## Problem details
Entries must be copied exactly, with nothing left out.

=== Exercise data ===

//! Typed Bigtable resource names.
//!
//! Resource paths should not start with a "/": a [TableName] renders as
//! `projects/{project}/instances/{instance}/tables/{table}`.
use std::{fmt, str::FromStr};

use thiserror::Error;

#[derive(Clone, Debug, PartialEq, Eq, Error)]
#[error("Invalid {kind} resource name: {name:?}")]
pub struct PathError {
    kind: &'static str,
    name: String,
}

impl PathError {
    fn new(kind: &'static str, name: &str) -> Self {
        Self {
            kind,
            name: name.to_owned(),
        }
    }
}

fn is_valid_id(id: &str) -> bool {
    !id.is_empty() && !id.contains('/')
}

macro_rules! resource_name {
    (
        $(#[$meta:meta])*
        $name:ident { $($field:ident => $collection:literal),+ $(,)? }
    ) => {
        $(#[$meta])*
        #[derive(Clone, Debug, PartialEq, Eq, Hash)]
        pub struct $name {
            $($field: String),+
        }

        impl $name {
            /// Ids must be non-empty and must not contain a "/", otherwise
            /// the rendered name won't parse back
            pub fn new($($field: impl Into<String>),+) -> Self {
                let name = Self {
                    $($field: $field.into()),+
                };
                $(
                    debug_assert!(
                        is_valid_id(&name.$field),
                        "Invalid {} id: {:?}",
                        stringify!($field),
                        name.$field
                    );
                )+
                name
            }

            $(
                pub fn $field(&self) -> &str {
                    &self.$field
                }
            )+
        }

        impl fmt::Display for $name {
            fn fmt(&self, f: &mut fmt::Formatter<'_>) -> fmt::Result {
                let segments: &[(&str, &str)] = &[$(($collection, self.$field.as_str())),+];
                for (i, (collection, id)) in segments.iter().enumerate() {
                    if i > 0 {
                        f.write_str("/")?;
                    }
                    write!(f, "{}/{}", collection, id)?;
                }
                Ok(())
            }
        }

        impl FromStr for $name {
            type Err = PathError;

            fn from_str(s: &str) -> Result<Self, Self::Err> {
                let mut segments = s.split('/');
                $(
                    let $field = match (segments.next(), segments.next()) {
                        (Some($collection), Some(id)) if is_valid_id(id) => id.to_owned(),
                        _ => return Err(PathError::new(stringify!($name), s)),
                    };
                )+
                if segments.next().is_some() {
                    return Err(PathError::new(stringify!($name), s));
                }
                Ok(Self { $($field),+ })
            }
        }
    };
}

resource_name!(
    /// `projects/{project}`
    ProjectName { project => "projects" }
);

resource_name!(
    /// `projects/{project}/instances/{instance}`
    InstanceName {
        project => "projects",
        instance => "instances",
    }
);

resource_name!(
    /// `projects/{project}/instances/{instance}/tables/{table}`
    TableName {
        project => "projects",
        instance => "instances",
        table => "tables",
    }
);

resource_name!(
    /// `projects/{project}/instances/{instance}/appProfiles/{app_profile}`
    AppProfileName {
        project => "projects",
        instance => "instances",
        app_profile => "appProfiles",
    }
);

impl ProjectName {
    pub fn instance(&self, instance: impl Into<String>) -> InstanceName {
        InstanceName::new(self.project.clone(), instance)
    }
}

impl InstanceName {
    pub fn project_name(&self) -> ProjectName {
        ProjectName::new(self.project.clone())
    }

    pub fn table(&self, table: impl Into<String>) -> TableName {
        TableName::new(self.project.clone(), self.instance.clone(), table)
    }

    pub fn app_profile(&self, app_profile: impl Into<String>) -> AppProfileName {
        AppProfileName::new(self.project.clone(), self.instance.clone(), app_profile)
    }
}

impl TableName {
    pub fn instance_name(&self) -> InstanceName {
        InstanceName::new(self.project.clone(), self.instance.clone())
    }
}

impl AppProfileName {
    pub fn instance_name(&self) -> InstanceName {
        InstanceName::new(self.project.clone(), self.instance.clone())
    }
}

#[cfg(test)]
mod tests {
    use super::{AppProfileName, InstanceName, PathError, ProjectName, TableName};

    const TABLE: &str = "projects/P/instances/I/tables/T";

    #[test]
    fn render() {
        assert_eq!(ProjectName::new("P").to_string(), "projects/P");
        assert_eq!(
            InstanceName::new("P", "I").to_string(),
            "projects/P/instances/I"
        );
        assert_eq!(TableName::new("P", "I", "T").to_string(), TABLE);
        assert_eq!(
            AppProfileName::new("P", "I", "A").to_string(),
            "projects/P/instances/I/appProfiles/A"
        );
    }

    #[test]
    fn render_is_idempotent() {
        let first = TableName::new("sync", "test", "rows").to_string();
        let second = TableName::new("sync", "test", "rows").to_string();
        assert_eq!(first, second);
    }

    #[test]
    fn parse_matches_ids() {
        let table: TableName = TABLE.parse().unwrap();
        assert_eq!(table.project(), "P");
        assert_eq!(table.instance(), "I");
        assert_eq!(table.table(), "T");
        assert_eq!(table.to_string(), TABLE);
        assert_eq!(table.instance_name().to_string(), "projects/P/instances/I");

        let profile: AppProfileName = "projects/P/instances/I/appProfiles/A".parse().unwrap();
        assert_eq!(profile.app_profile(), "A");
        assert_eq!(profile.instance_name().instance(), "I");
    }

    #[test]
    fn parse_rejects_malformed() {
        for name in [
            "",
            "projects/P",
            "projects/P/instances/I/tables",
            "projects/P/instances/I/tables/",
            "projects/P/instances/I/tables/T/extra",
            "/projects/P/instances/I/tables/T",
            "projects/P/clusters/I/tables/T",
        ] {
            assert!(name.parse::<TableName>().is_err(), "{}", name);
        }
        let err: PathError = "projects/P/instances/I".parse::<TableName>().unwrap_err();
        assert_eq!(
            err.to_string(),
            "Invalid TableName resource name: \"projects/P/instances/I\""
        );
    }

    #[test]
    fn children() {
        let instance = ProjectName::new("P").instance("I");
        assert_eq!(instance.table("T").to_string(), TABLE);
        assert_eq!(instance.project_name().project(), "P");
        assert_eq!(
            instance.app_profile("A").to_string(),
            "projects/P/instances/I/appProfiles/A"
        );
    }

    #[test]
    fn rendered_names_parse_back() {
        for table in [
            TableName::new("P", "I", "T"),
            TableName::new("my-project", "prod", "user_events"),
        ] {
            assert_eq!(table.to_string().parse::<TableName>().unwrap(), table);
        }
    }

    #[test]
    #[cfg(debug_assertions)]
    #[should_panic(expected = "Invalid table id")]
    fn new_rejects_slash_in_id() {
        TableName::new("P", "I", "a/b");
    }

    #[test]
    #[cfg(debug_assertions)]
    #[should_panic(expected = "Invalid project id")]
    fn new_rejects_empty_id() {
        ProjectName::new("");
    }
}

===

## Written solution
//! Typed Bigtable resource names.
//!
//! Resource paths should not start with a "/": a [TableName] renders as
//! `projects/{project}/instances/{instance}/tables/{table}`.
use std::{fmt, str::FromStr};

use thiserror::Error;

#[derive(Clone, Debug, PartialEq, Eq, Error)]
#[error("Invalid {kind} resource name: {name:?}")]
pub struct PathError {
    kind: &'static str,
    name: String,
}

impl PathError {
    fn new(kind: &'static str, name: &str) -> Self {
        Self {
            kind,
            name: name.to_owned(),
        }
    }
}

fn is_valid_id(id: &str) -> bool {
    !id.is_empty() && !id.contains('/')
}

macro_rules! resource_name {
    (
        $(#[$meta:meta])*
        $name:ident { $($field:ident => $collection:literal),+ $(,)? }
    ) => {
        $(#[$meta])*
        #[derive(Clone, Debug, PartialEq, Eq, Hash)]
        pub struct $name {
            $($field: String),+
        }

        impl $name {
            /// Ids must be non-empty and must not contain a "/", otherwise
            /// the rendered name won't parse back
            pub fn new($($field: impl Into<String>),+) -> Self {
                let name = Self {
                    $($field: $field.into()),+
                };
                $(
                    debug_assert!(
                        is_valid_id(&name.$field),
                        "Invalid {} id: {:?}",
                        stringify!($field),
                        name.$field
                    );
                )+
                name
            }

            $(
                pub fn $field(&self) -> &str {
                    &self.$field
                }
            )+
        }

        impl fmt::Display for $name {
            fn fmt(&self, f: &mut fmt::Formatter<'_>) -> fmt::Result {
                let segments: &[(&str, &str)] = &[$(($collection, self.$field.as_str())),+];
                for (i, (collection, id)) in segments.iter().enumerate() {
                    if i > 0 {
                        f.write_str("/")?;
                    }
                    write!(f, "{}/{}", collection, id)?;
                }
                Ok(())
            }
        }

        impl FromStr for $name {
            type Err = PathError;

            fn from_str(s: &str) -> Result<Self, Self::Err> {
                let mut segments = s.split('/');
                $(
                    let $field = match (segments.next(), segments.next()) {
                        (Some($collection), Some(id)) if is_valid_id(id) => id.to_owned(),
                        _ => return Err(PathError::new(stringify!($name), s)),
                    };
                )+
                if segments.next().is_some() {
                    return Err(PathError::new(stringify!($name), s));
                }
                Ok(Self { $($field),+ })
            }
        }
    };
}

resource_name!(
    /// `projects/{project}`
    ProjectName { project => "projects" }
);

resource_name!(
    /// `projects/{project}/instances/{instance}`
    InstanceName {
        project => "projects",
        instance => "instances",
    }
);

resource_name!(
    /// `projects/{project}/instances/{instance}/tables/{table}`
    TableName {
        project => "projects",
        instance => "instances",
        table => "tables",
    }
);

resource_name!(
    /// `projects/{project}/instances/{instance}/appProfiles/{app_profile}`
    AppProfileName {
        project => "projects",
        instance => "instances",
        app_profile => "appProfiles",
    }
);

impl ProjectName {
    pub fn instance(&self, instance: impl Into<String>) -> InstanceName {
        InstanceName::new(self.project.clone(), instance)
    }
}

impl InstanceName {
    pub fn project_name(&self) -> ProjectName {
        ProjectName::new(self.project.clone())
    }

    pub fn table(&self, table: impl Into<String>) -> TableName {
        TableName::new(self.project.clone(), self.instance.clone(), table)
    }

    pub fn app_profile(&self, app_profile: impl Into<String>) -> AppProfileName {
        AppProfileName::new(self.project.clone(), self.instance.clone(), app_profile)
    }
}

impl TableName {
    pub fn instance_name(&self) -> InstanceName {
        InstanceName::new(self.project.clone(), self.instance.clone())
    }
}

impl AppProfileName {
    pub fn instance_name(&self) -> InstanceName {
        InstanceName::new(self.project.clone(), self.instance.clone())
    }
}

#[cfg(test)]
mod tests {
    use super::{AppProfileName, InstanceName, PathError, ProjectName, TableName};

    const TABLE: &str = "projects/P/instances/I/tables/T";

    #[test]
    fn render() {
        assert_eq!(ProjectName::new("P").to_string(), "projects/P");
        assert_eq!(
            InstanceName::new("P", "I").to_string(),
            "projects/P/instances/I"
        );
        assert_eq!(TableName::new("P", "I", "T").to_string(), TABLE);
        assert_eq!(
            AppProfileName::new("P", "I", "A").to_string(),
            "projects/P/instances/I/appProfiles/A"
        );
    }

    #[test]
    fn render_is_idempotent() {
        let first = TableName::new("sync", "test", "rows").to_string();
        let second = TableName::new("sync", "test", "rows").to_string();
        assert_eq!(first, second);
    }

    #[test]
    fn parse_matches_ids() {
        let table: TableName = TABLE.parse().unwrap();
        assert_eq!(table.project(), "P");
        assert_eq!(table.instance(), "I");
        assert_eq!(table.table(), "T");
        assert_eq!(table.to_string(), TABLE);
        assert_eq!(table.instance_name().to_string(), "projects/P/instances/I");

        let profile: AppProfileName = "projects/P/instances/I/appProfiles/A".parse().unwrap();
        assert_eq!(profile.app_profile(), "A");
        assert_eq!(profile.instance_name().instance(), "I");
    }

    #[test]
    fn parse_rejects_malformed() {
        for name in [
            "",
            "projects/P",
            "projects/P/instances/I/tables",
            "projects/P/instances/I/tables/",
            "projects/P/instances/I/tables/T/extra",
            "/projects/P/instances/I/tables/T",
            "projects/P/clusters/I/tables/T",
        ] {
            assert!(name.parse::<TableName>().is_err(), "{}", name);
        }
        let err: PathError = "projects/P/instances/I".parse::<TableName>().unwrap_err();
        assert_eq!(
            err.to_string(),
            "Invalid TableName resource name: \"projects/P/instances/I\""
        );
    }

    #[test]
    fn children() {
        let instance = ProjectName::new("P").instance("I");
        assert_eq!(instance.table("T").to_string(), TABLE);
        assert_eq!(instance.project_name().project(), "P");
        assert_eq!(
            instance.app_profile("A").to_string(),
            "projects/P/instances/I/appProfiles/A"
        );
    }

    #[test]
    fn rendered_names_parse_back() {
        for table in [
            TableName::new("P", "I", "T"),
            TableName::new("my-project", "prod", "user_events"),
        ] {
            assert_eq!(table.to_string().parse::<TableName>().unwrap(), table);
        }
    }

    #[test]
    #[cfg(debug_assertions)]
    #[should_panic(expected = "Invalid table id")]
    fn new_rejects_slash_in_id() {
        TableName::new("P", "I", "a/b");
    }

    #[test]
    #[cfg(debug_assertions)]
    #[should_panic(expected = "Invalid project id")]
    fn new_rejects_empty_id() {
        ProjectName::new("");
    }
}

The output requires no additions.